A. 東京から: 東海道新幹線で新大阪、特急くろしおで紀伊勝浦(合計約5時間)またはJR白浜(合計約4時間半)が基本。関西空港から白浜まで特急くろしおで約2時間20分、レンタカーなら阪和自動車道・紀勢自動車道経由で約3時間20分。この行程は東岸から西岸へ移動するため、レンタカーを紀伊勝浦で借り、白浜で乗り捨てるプランが所要時間で最も合理的。国道42号は太平洋沿岸を継ぐスカイライン的な道路で、宿間の移動そのものが景勝ルートになる。

Q. インバウンド客の利用は?

A. 熊野古道が世界遺産に登録されて以降、大辺路(海沿いルート)を歩く欧米圏のトレッカーがこの海岸線に増えつつある。
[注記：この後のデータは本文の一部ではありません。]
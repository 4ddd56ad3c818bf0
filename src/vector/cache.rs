//! Bounded embedding memoisation

use crate::embed::{embed_one, Embedder};
use crate::error::{with_timeout, Result};
use std::collections::{HashMap, VecDeque};
use std::sync::Mutex;
use std::time::Duration;
use tracing::debug;

struct CacheInner {
    entries: HashMap<String, Vec<f32>>,
    order: VecDeque<String>,
}

/// Text → vector cache with a fixed capacity.
///
/// Eviction is FIFO: once full, the oldest inserted key is dropped. Reads do
/// not refresh an entry's position. Scope one cache to a request or worker.
pub struct EmbeddingCache {
    capacity: usize,
    inner: Mutex<CacheInner>,
}

impl EmbeddingCache {
    pub fn new(capacity: usize) -> Self {
        Self {
            capacity,
            inner: Mutex::new(CacheInner {
                entries: HashMap::new(),
                order: VecDeque::new(),
            }),
        }
    }

    pub fn get(&self, key: &str) -> Option<Vec<f32>> {
        let inner = self.inner.lock().ok()?;
        inner.entries.get(key).cloned()
    }

    pub fn put(&self, key: &str, value: Vec<f32>) {
        if self.capacity == 0 {
            return;
        }
        let Ok(mut inner) = self.inner.lock() else {
            return;
        };

        if inner.entries.insert(key.to_string(), value).is_some() {
            return;
        }
        inner.order.push_back(key.to_string());

        while inner.order.len() > self.capacity {
            if let Some(oldest) = inner.order.pop_front() {
                inner.entries.remove(&oldest);
            }
        }
    }

    pub fn len(&self) -> usize {
        self.inner.lock().map(|i| i.entries.len()).unwrap_or(0)
    }

    pub fn is_empty(&self) -> bool {
        self.len() == 0
    }

    pub fn capacity(&self) -> usize {
        self.capacity
    }
}

/// Embedder front that consults an [`EmbeddingCache`] and applies a deadline
/// to every backend call
pub struct CachedEmbedder<'a> {
    embedder: &'a dyn Embedder,
    cache: &'a EmbeddingCache,
    timeout: Duration,
}

impl<'a> CachedEmbedder<'a> {
    pub fn new(embedder: &'a dyn Embedder, cache: &'a EmbeddingCache, timeout: Duration) -> Self {
        Self {
            embedder,
            cache,
            timeout,
        }
    }

    pub fn timeout(&self) -> Duration {
        self.timeout
    }

    /// Embed one text, reusing a cached vector when present
    pub async fn embed(&self, text: &str) -> Result<Vec<f32>> {
        if let Some(hit) = self.cache.get(text) {
            return Ok(hit);
        }

        debug!("Embedding cache miss ({} chars)", text.chars().count());
        let vector = with_timeout(self.timeout, embed_one(self.embedder, text)).await?;

        self.cache.put(text, vector.clone());
        Ok(vector)
    }
}

#[cfg(test)]
mod tests {
    use super::*;
    use crate::embed::testing::FakeEmbedder;

    #[test]
    fn test_fifo_eviction_ignores_reads() {
        let cache = EmbeddingCache::new(2);
        cache.put("a", vec![1.0]);
        cache.put("b", vec![2.0]);

        // Reading "a" must not protect it from eviction
        assert_eq!(cache.get("a"), Some(vec![1.0]));
        cache.put("c", vec![3.0]);

        assert_eq!(cache.len(), 2);
        assert!(cache.get("a").is_none());
        assert_eq!(cache.get("b"), Some(vec![2.0]));
        assert_eq!(cache.get("c"), Some(vec![3.0]));
    }

    #[test]
    fn test_overwrite_keeps_position() {
        let cache = EmbeddingCache::new(2);
        cache.put("a", vec![1.0]);
        cache.put("b", vec![2.0]);
        cache.put("a", vec![9.0]);
        cache.put("c", vec![3.0]);

        assert!(cache.get("a").is_none());
        assert_eq!(cache.len(), 2);
    }

    #[test]
    fn test_zero_capacity_stores_nothing() {
        let cache = EmbeddingCache::new(0);
        cache.put("a", vec![1.0]);
        assert!(cache.is_empty());
    }

    #[tokio::test]
    async fn test_cached_embedder_avoids_repeat_calls() {
        let embedder = FakeEmbedder::new(4);
        let cache = EmbeddingCache::new(10);
        let cached = CachedEmbedder::new(&embedder, &cache, Duration::from_secs(1));

        let first = cached.embed("dobrá víra").await.unwrap();
        let second = cached.embed("dobrá víra").await.unwrap();

        assert_eq!(first, second);
        assert_eq!(embedder.calls(), 1);
    }
}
フェアフィールドすさみとメルキュール串本はMarriottおよびAccorのグローバル予約網に載っており、英語対応のフロントを備える。中の島・川久・白鯨は日本語主体だが、事前に英語問い合わせ可能。中でもフェアフィールド系は道の駅併設という「日本らしい」体験と国際ホテルの安定運営を両立させる構造から、リピーターの海外旅行者に強く支持されている。

本記事の参考情報

和歌山県観光連盟 — 県内観光情報の一次ソース
熊野古道 世界遺産センター — 大辺路・中辺路の歴史と歩き方
Wikipedia: 潮岬 — 本州最南端の地理背景

編集部から

紀伊半島の南端は、日本の他のリゾート地とは違う形で「海の色」が主役になる土地である。太平洋のうねりが直接ぶつかる東岸と、黒潮が枯木灘の断崖を撫でて明るく抜ける西岸——その色の切り替わりを、宿という定点から観察するために、この行程は組まれている。もし次に旅を組むなら、この5軒のいずれかに軸足を置いて、周辺の熊野古道大辺路や白浜温泉街を数日単位で深掘りする滞在型に切り替えるのも面白い。どの宿の視界から、次の旅を始めるだろうか。